You are viewing a plain text version of this content. The canonical link for it is here.
Posted to dev@jackrabbit.apache.org by "Henry Kuijpers (Jira)" <ji...@apache.org> on 2022/03/10 17:31:00 UTC

[jira] [Updated] (JCR-4770) Query read limit should be overridable through query option

     [ https://issues.apache.org/jira/browse/JCR-4770?page=com.atlassian.jira.plugin.system.issuetabpanels:all-tabpanel ]

Henry Kuijpers updated JCR-4770:
--------------------------------
    Description: 
When executing a query, it could happen that a query yields so many results (for example in the case of migration scripts), that it's causing a failure. Not while executing the query, but while iterating through the results of the query.

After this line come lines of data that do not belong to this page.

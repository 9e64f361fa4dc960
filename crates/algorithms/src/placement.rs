//! Item placement on an eligibility mask
//!
//! Greedy row-major scan from the top-left cell. An item goes on the center
//! of every eligible cell not yet blocked, and each item blocks all cells
//! whose centers lie closer than the separation distance.

use crate::exclusion::AVAILABLE;
use geo::Point;
use landex_core::{Algorithm, Error, Raster, Result};
use ndarray::Array2;
use tracing::debug;

/// Parameters for item placement
#[derive(Debug, Clone)]
pub struct PlacementParams {
    /// Minimum distance between items, in map units
    pub separation: f64,
}

impl Default for PlacementParams {
    fn default() -> Self {
        Self { separation: 224.0 }
    }
}

/// Item placement algorithm
#[derive(Debug, Clone, Default)]
pub struct DistributeItems;

impl Algorithm for DistributeItems {
    type Input = Raster<u8>;
    type Output = Vec<Point<f64>>;
    type Params = PlacementParams;
    type Error = Error;

    fn name(&self) -> &'static str {
        "DistributeItems"
    }

    fn description(&self) -> &'static str {
        "Greedy placement of items on eligible cells at a minimum separation"
    }

    fn execute(&self, input: Self::Input, params: Self::Params) -> Result<Self::Output> {
        distribute_items(&input, &params)
    }
}

/// Place items on the cells of `mask` equal to [`AVAILABLE`].
///
/// Points are returned in scan order, at cell centers in the mask's CRS.
/// No two points are closer than `params.separation`.
pub fn distribute_items(mask: &Raster<u8>, params: &PlacementParams) -> Result<Vec<Point<f64>>> {
    let separation = params.separation;
    if !separation.is_finite() || separation <= 0.0 {
        return Err(Error::InvalidParameter {
            name: "separation",
            value: separation.to_string(),
            reason: "must be a finite, positive distance".to_string(),
        });
    }
    let cell = mask.cell_size();
    if cell.is_nan() || cell <= 0.0 {
        return Err(Error::Algorithm("mask has no valid cell size".to_string()));
    }

    let stamp = blocking_offsets(separation / cell);
    let (rows, cols) = mask.shape();
    let data = mask.data();
    let mut blocked = Array2::from_elem((rows, cols), false);
    let mut points = Vec::new();

    for row in 0..rows {
        for col in 0..cols {
            if data[(row, col)] != AVAILABLE || blocked[(row, col)] {
                continue;
            }
            let (x, y) = mask.pixel_to_geo(col, row);
            points.push(Point::new(x, y));

            for &(dr, dc) in &stamp {
                let r = row as isize + dr;
                let c = col as isize + dc;
                if r >= 0 && c >= 0 && (r as usize) < rows && (c as usize) < cols {
                    blocked[(r as usize, c as usize)] = true;
                }
            }
        }
    }

    debug!("Placed {} items at separation {}", points.len(), separation);
    Ok(points)
}

/// Offsets of the cells lying strictly closer than `radius` cells.
///
/// Only offsets that a later scan position can reach are kept: the rest of
/// the current row and every row below.
fn blocking_offsets(radius: f64) -> Vec<(isize, isize)> {
    let reach = radius.ceil() as isize;
    let r2 = radius * radius;
    let mut offsets = Vec::new();
    for dr in 0..=reach {
        for dc in -reach..=reach {
            if dr == 0 && dc <= 0 {
                continue;
            }
            if ((dr * dr + dc * dc) as f64) < r2 {
                offsets.push((dr, dc));
            }
        }
    }
    offsets
}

We have a few migration scripts in our codebase that need to migrate content (such as CMS components, pages, ...). We also have, especially on production, quite a lot of content. Such scripts can easily find 100.000+ nodes and thus produce a resultset that is bigger than the "query read limit".

This limit can currently be configured on system-level, either through a system property, or through OSGi configuration. QueryEngineSettingsService takes care of that. 

Raising this limit means raising the limit for the entire system. For every query that is executed. It would be ideal if we could configure this limit on the query level, for example through an option (like the options for traversal and for index tag selection). I would propose to add an option:

"select * from ... option (readlimit 999999)" 

which would take precedence over the limit that is active in QueryEngineSettingsService. Then, it would be the responsibility of the developer who creates the query to specify the correct overridden limit (or not specify a limit at all, of course).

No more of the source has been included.